Exercise: Of the lines in the data below, write out exactly those from the one holding "#[derive(Subcommand)]" through the one holding "let mut cmd = Cli::command();", both included.

== == ==

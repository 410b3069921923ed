use anyhow::Result;
use clap::{ArgAction, CommandFactory, Parser, Subcommand};
use linkverify::commands::{self, database, email, storage};
use linkverify::completions::{generate_completions, Shell};
use linkverify::logging::init_tracing;
use linkverify::validation::clap_email_validator;
use std::io::{self, IsTerminal};
use std::process::ExitCode;

#[derive(Parser)]
#[command(name = "linkverify")]
#[command(about = "Verify connectivity to the P2P system's database, SMTP and object storage", long_about = None)]
#[command(version)]
struct Cli {
    /// Increase diagnostic logging on stderr (-v info, -vv debug); RUST_LOG overrides
    #[arg(short, long, global = true, action = ArgAction::Count)]
    verbose: u8,

    /// Disable coloured output
    #[arg(long, global = true)]
    no_color: bool,

    #[command(subcommand)]
    command: Commands,
}

#[derive(Subcommand)]
enum Commands {
    /// Verify the MySQL database link (connection, charset, DECIMAL precision, tables)
    #[command(visible_alias = "db")]
    Database,

    /// Verify the SMTP link by authenticating and sending one test email
    Email {
        /// Recipient of the test email (defaults to SMTP_FROM_EMAIL)
        #[arg(long, value_parser = clap_email_validator)]
        to: Option<String>,
    },

    /// Verify the object storage link with an upload, presigned fetch and delete
    Storage,

    /// Generate shell completions
    Completions {
        /// Shell to generate completions for
        #[arg(value_enum, ignore_case = true)]
        shell: Shell,
    },
}

fn main() -> Result<ExitCode> {
    let cli = Cli::parse();

    let log_color = !cli.no_color && io::stderr().is_terminal();
    init_tracing(cli.verbose, log_color)?;

    let color = commands::stdout_color(cli.no_color);

    match cli.command {
        Commands::Database => database::execute(color),
        Commands::Email { to } => email::execute(to, color),
        Commands::Storage => storage::execute(color),
        Commands::Completions { shell } => {
            let mut cmd = Cli::command();
            generate_completions(&mut cmd, shell, &mut io::stdout());
            Ok(ExitCode::SUCCESS)
        }
    }
}

#[cfg(test)]
mod tests {
    use super::*;

    #[test]
    fn test_cli_is_well_formed() {
        Cli::command().debug_assert();
    }

    #[test]
    fn test_db_alias_and_verbosity() {
        let cli = Cli::try_parse_from(["linkverify", "-vv", "db"]).unwrap();
        assert_eq!(cli.verbose, 2);
        assert!(matches!(cli.command, Commands::Database));
    }

    #[test]
    fn test_email_recipient_is_validated() {
        let cli = Cli::try_parse_from(["linkverify", "email", "--to", "ops@example.com"]).unwrap();
        match cli.command {
            Commands::Email { to } => assert_eq!(to.as_deref(), Some("ops@example.com")),
            _ => panic!("expected email subcommand"),
        }
        assert!(Cli::try_parse_from(["linkverify", "email", "--to", "nope"]).is_err());
    }

    #[test]
    fn test_completions_shell_is_validated_by_clap() {
        let cli = Cli::try_parse_from(["linkverify", "completions", "Zsh"]).unwrap();
        assert!(matches!(cli.command, Commands::Completions { shell: Shell::Zsh }));

        let err = Cli::try_parse_from(["linkverify", "completions", "powershell"])
            .err()
            .unwrap();
        assert_eq!(err.kind(), clap::error::ErrorKind::InvalidValue);
    }

    #[test]
    fn test_no_color_is_global() {
        let cli = Cli::try_parse_from(["linkverify", "storage", "--no-color"]).unwrap();
        assert!(cli.no_color);
    }
}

== == ==

Task response:
#[derive(Subcommand)]
enum Commands {
    /// Verify the MySQL database link (connection, charset, DECIMAL precision, tables)
    #[command(visible_alias = "db")]
    Database,

    /// Verify the SMTP link by authenticating and sending one test email
    Email {
        /// Recipient of the test email (defaults to SMTP_FROM_EMAIL)
        #[arg(long, value_parser = clap_email_validator)]
        to: Option<String>,
    },

    /// Verify the object storage link with an upload, presigned fetch and delete
    Storage,

    /// Generate shell completions
    Completions {
        /// Shell to generate completions for
        #[arg(value_enum, ignore_case = true)]
        shell: Shell,
    },
}

fn main() -> Result<ExitCode> {
    let cli = Cli::parse();

    let log_color = !cli.no_color && io::stderr().is_terminal();
    init_tracing(cli.verbose, log_color)?;

    let color = commands::stdout_color(cli.no_color);

    match cli.command {
        Commands::Database => database::execute(color),
        Commands::Email { to } => email::execute(to, color),
        Commands::Storage => storage::execute(color),
        Commands::Completions { shell } => {
            let mut cmd = Cli::command();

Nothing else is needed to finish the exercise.